Opinion By: Robert F. Stephens, Attorney General; By: Robert L. Chenoweth, Assistant Attorney General

You have asked the Office of the Attorney General to render an advisory opinion relative to the following facts:

"A teacher employed by a board of education in 1960 requested a leave of absence in 1965 and was under the impression this leave was granted. Board minutes failed to show that such leave was granted; however, board members holding office at that time indicate that the leave was granted and that the minutes are in error."

You have asked whether the current board of education, with notarized statements from the 1965 board members and the secretary of the board at that time, could legally correct this error. You noted this question is presented due to KRS 161.545 which states that a teacher on leave of absence may pay into the teacher retirement program provided, ". . . that such leave should be verified by a copy of the board minutes that granted the leave of absence. "
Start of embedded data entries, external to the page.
use std::fmt;
use std::str::FromStr;

pub const ALL_SENTINEL: &str = "all";

/// A brand or category choice. `All` disables that filter.
#[derive(Debug, Clone, PartialEq, Eq, Hash, Default)]
pub enum Selection {
    #[default]
    All,
    Only(String),
}

impl Selection {
    pub fn only(value: impl Into<String>) -> Self {
        Selection::Only(value.into())
    }

    pub fn is_all(&self) -> bool {
        matches!(self, Selection::All)
    }

    /// Exact, case-sensitive comparison for `Only`.
    pub fn accepts(&self, value: &str) -> bool {
        match self {
            Selection::All => true,
            Selection::Only(selected) => selected == value,
        }
    }
}

impl From<&str> for Selection {
    fn from(s: &str) -> Self {
        let trimmed = s.trim();
        if trimmed.is_empty() || trimmed.eq_ignore_ascii_case(ALL_SENTINEL) {
            Selection::All
        } else {
            Selection::Only(trimmed.to_string())
        }
    }
}

impl FromStr for Selection {
    type Err = std::convert::Infallible;

    fn from_str(s: &str) -> Result<Self, Self::Err> {
        Ok(Selection::from(s))
    }
}

impl fmt::Display for Selection {
    fn fmt(&self, f: &mut fmt::Formatter<'_>) -> fmt::Result {
        match self {
            Selection::All => write!(f, "{}", ALL_SENTINEL),
            Selection::Only(value) => write!(f, "{}", value),
        }
    }
}

/// Brand, category and text query applied to the catalog view.
#[derive(Debug, Clone, Default, PartialEq, Eq)]
pub struct FilterState {
    pub query: String,
    pub brand: Selection,
    pub category: Selection,
}

impl FilterState {
    pub fn new() -> Self {
        Self::default()
    }

    pub fn with_query(mut self, query: impl Into<String>) -> Self {
        self.query = query.into();
        self
    }

    pub fn with_brand(mut self, brand: Selection) -> Self {
        self.brand = brand;
        self
    }

    pub fn with_category(mut self, category: Selection) -> Self {
        self.category = category;
        self
    }

    pub fn reset(&mut self) {
        *self = Self::default();
    }

    pub fn is_active(&self) -> bool {
        !self.query.is_empty() || !self.brand.is_all() || !self.category.is_all()
    }
}

#[cfg(test)]
mod tests {
    use super::*;

    #[test]
    fn test_selection_parsing() {
        assert_eq!(Selection::from("all"), Selection::All);
        assert_eq!(Selection::from("ALL"), Selection::All);
        assert_eq!(Selection::from("  "), Selection::All);
        assert_eq!(Selection::from(" Bosch "), Selection::only("Bosch"));
    }

    #[test]
    fn test_selection_accepts_exact_match_only() {
        let bosch = Selection::only("Bosch");
        assert!(bosch.accepts("Bosch"));
        assert!(!bosch.accepts("bosch"));
        assert!(Selection::All.accepts("anything"));
    }

    #[test]
    fn test_filter_state_reset() {
        let mut state = FilterState::new()
            .with_query("oil")
            .with_brand(Selection::only("Bosch"));
        assert!(state.is_active());

        state.reset();
        assert_eq!(state, FilterState::default());
        assert!(!state.is_active());
    }
}
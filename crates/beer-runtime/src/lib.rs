#![deny(warnings)]

//! Round engine for the beer distribution game.
//!
//! A [`Simulation`] owns the four role ledgers and drives each round through
//! a fixed phase sequence, one explicit command per step:
//!
//! 1. **Receive** ([`Simulation::start_round`], from round 2 on): intake
//!    batches become stock, transit batches move to intake (factory
//!    production goes straight to stock).
//! 2. **Demand**: the retailer sees customer demand, every other role sees
//!    its downstream neighbour's previous order.
//! 3. **Ship** ([`Simulation::confirm_shipping`]): each role ships against
//!    demand plus backorder, limited by inventory.
//! 4. **Order** ([`Simulation::confirm_ordering`]): the player's quantity or
//!    the ordering policy's decision is recorded; factory orders start
//!    production.
//! 5. **Settle** ([`Simulation::finish_round`]): costs accrue and the round
//!    record is appended to the history.

use beer_ai::{average_demand, decide_order, ProfileParams, FALLBACK_DEMAND};
use beer_core::{AiProfile, Controller, GameConfig, Role, RoleState, ValidationError};
use beer_econ::{CostRates, CustomerDemand, EconError};
use rand::{Rng, SeedableRng};
use rand_chacha::ChaCha8Rng;
use rust_decimal::Decimal;
use serde::{Deserialize, Serialize};
use std::collections::BTreeMap;
use std::fmt;
use thiserror::Error;
use tracing::{debug, info, warn};

pub mod scoreboard;

pub use scoreboard::{FinalScore, RoleSeries};
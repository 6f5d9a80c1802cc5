#![deny(warnings)]

//! Ordering policy for AI-controlled roles.
//!
//! Each behavior profile is a parameter tuple fed to one shared heuristic:
//! forecast demand, aim for a few weeks of cover plus part of the backlog,
//! correct part of the inventory gap, smooth against the previous order,
//! bound the week-over-week swing, then perturb with seeded noise.

use beer_core::{AiProfile, ProfileOverride, RoleState};
use rand::Rng;
use serde::{Deserialize, Serialize};
use tracing::trace;

/// Demand assumed when an observed or average demand is unusable.
pub const FALLBACK_DEMAND: f64 = 4.0;

/// Parameter tuple driving [`decide_order`].
#[derive(Clone, Copy, Debug, PartialEq, Serialize, Deserialize)]
pub struct ProfileParams {
    /// Target weeks of demand held as safety stock.
    pub cover_weeks: f64,
    /// How strongly backorder inflates the target.
    pub backlog_weight: f64,
    /// Share of the inventory gap corrected per round.
    pub inv_adjust_weight: f64,
    /// Weight retained from the previous order.
    pub smoothing: f64,
    /// Symmetric multiplicative noise fraction.
    pub noise_level: f64,
}

impl ProfileParams {
    /// Default parameters of a named profile.
    pub fn for_profile(profile: AiProfile) -> Self {
        match profile {
            AiProfile::Panic => Self {
                cover_weeks: 3.0,
                backlog_weight: 1.6,
                inv_adjust_weight: 0.9,
                smoothing: 0.3,
                noise_level: 0.25,
            },
            AiProfile::Safe => Self {
                cover_weeks: 2.0,
                backlog_weight: 1.2,
                inv_adjust_weight: 0.7,
                smoothing: 0.6,
                noise_level: 0.15,
            },
            AiProfile::Calm => Self {
                cover_weeks: 1.2,
                backlog_weight: 0.7,
                inv_adjust_weight: 0.5,
                smoothing: 0.8,
                noise_level: 0.07,
            },
        }
    }

    /// Replace each parameter the override supplies.
    pub fn merged(self, o: &ProfileOverride) -> Self {
        Self {
            cover_weeks: o.cover_weeks.unwrap_or(self.cover_weeks),
            backlog_weight: o.backlog_weight.unwrap_or(self.backlog_weight),
            inv_adjust_weight: o.inv_adjust_weight.unwrap_or(self.inv_adjust_weight),
            smoothing: o.smoothing.unwrap_or(self.smoothing),
            noise_level: o.noise_level.unwrap_or(self.noise_level),
        }
    }

    /// Profile defaults with an optional per-role override applied.
    pub fn resolve(profile: AiProfile, o: Option<&ProfileOverride>) -> Self {
        let base = Self::for_profile(profile);
        match o {
            Some(o) => base.merged(o),
            None => base,
        }
    }

    /// Same parameters without noise.
    pub fn without_noise(self) -> Self {
        Self { noise_level: 0.0, ..self }
    }
}

/// Average demand estimate from a role's order history.
pub fn average_demand(state: &RoleState) -> f64 {
    state.average_order().unwrap_or(FALLBACK_DEMAND)
}

fn usable(x: f64) -> f64 {
    if x.is_finite() {
        x
    } else {
        FALLBACK_DEMAND
    }
}

/// Order quantity before noise and rounding.
///
/// When the role has a nonzero previous order the result lies within
/// `[0.5, 1.5]` times that order; otherwise within the same band around
/// the (guarded) demand.
pub fn planned_order(state: &RoleState, demand: f64, avg_demand: f64, p: &ProfileParams) -> f64 {
    let demand = usable(demand);
    let avg_demand = usable(avg_demand);

    let forecast = 0.6 * demand + 0.4 * avg_demand;
    // Not `clamp`: the upper bound may fall below current demand.
    let forecast = demand.max(forecast.min(avg_demand * 1.5));

    let target_stock = forecast * p.cover_weeks;
    let capped_backlog = f64::from(state.backorder).min(avg_demand * 2.0);
    let gap = target_stock + p.backlog_weight * capped_backlog - f64::from(state.inventory);

    let order_base = demand + p.inv_adjust_weight * gap.max(-demand);
    let last = f64::from(state.last_order);
    let order = p.smoothing * last + (1.0 - p.smoothing) * order_base;

    let previous = if state.last_order != 0 { last } else { demand };
    (previous * 0.5).max(order.min(previous * 1.5))
}

/// Decide a non-negative integer order for an AI role.
///
/// Example:
/// let mut rng = ChaCha8Rng::seed_from_u64(7);
/// let q = decide_order(&state, 8.0, 6.0, &ProfileParams::for_profile(AiProfile::Safe), &mut rng);
pub fn decide_order<R: Rng + ?Sized>(
    state: &RoleState,
    demand: f64,
    avg_demand: f64,
    p: &ProfileParams,
    rng: &mut R,
) -> u32 {
    let mut order = planned_order(state, demand, avg_demand, p);
    if p.noise_level > 0.0 {
        let u: f64 = rng.gen_range(-1.0..1.0);
        order *= 1.0 + u * p.noise_level;
    }
    let qty = order.round().max(0.0) as u32;
    trace!(role = %state.role, demand, avg_demand, qty, "policy decision");
    qty
}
The alteration of school board minutes was the subject of a relatively recent opinion of this office, OAG 77-494, copy attached. In that opinion we stated in part as follows:

"A board of education is a public corporation. KRS 160.160. All official proceedings of a board of education are required to be recorded by the secretary to the board in a record book provided for that purpose. KRS 160.270(1). The case law is clear that a board of education speaks only through its record as to what was done when acting as a body at a meeting of the board. Lone Jack Graded School Dist. v. Hendrickson, 304 Ky., 317, 200 S.W.2d 736 (1947)."

The question addressed in that opinion was whether a board member can change his or her vote on a motion voted on at a previous meeting before approval of the minutes of that meeting is sought. We concluded that "the minutes may only be changed in this regard if the minutes inaccurately reflect the vote actually made by a board member. "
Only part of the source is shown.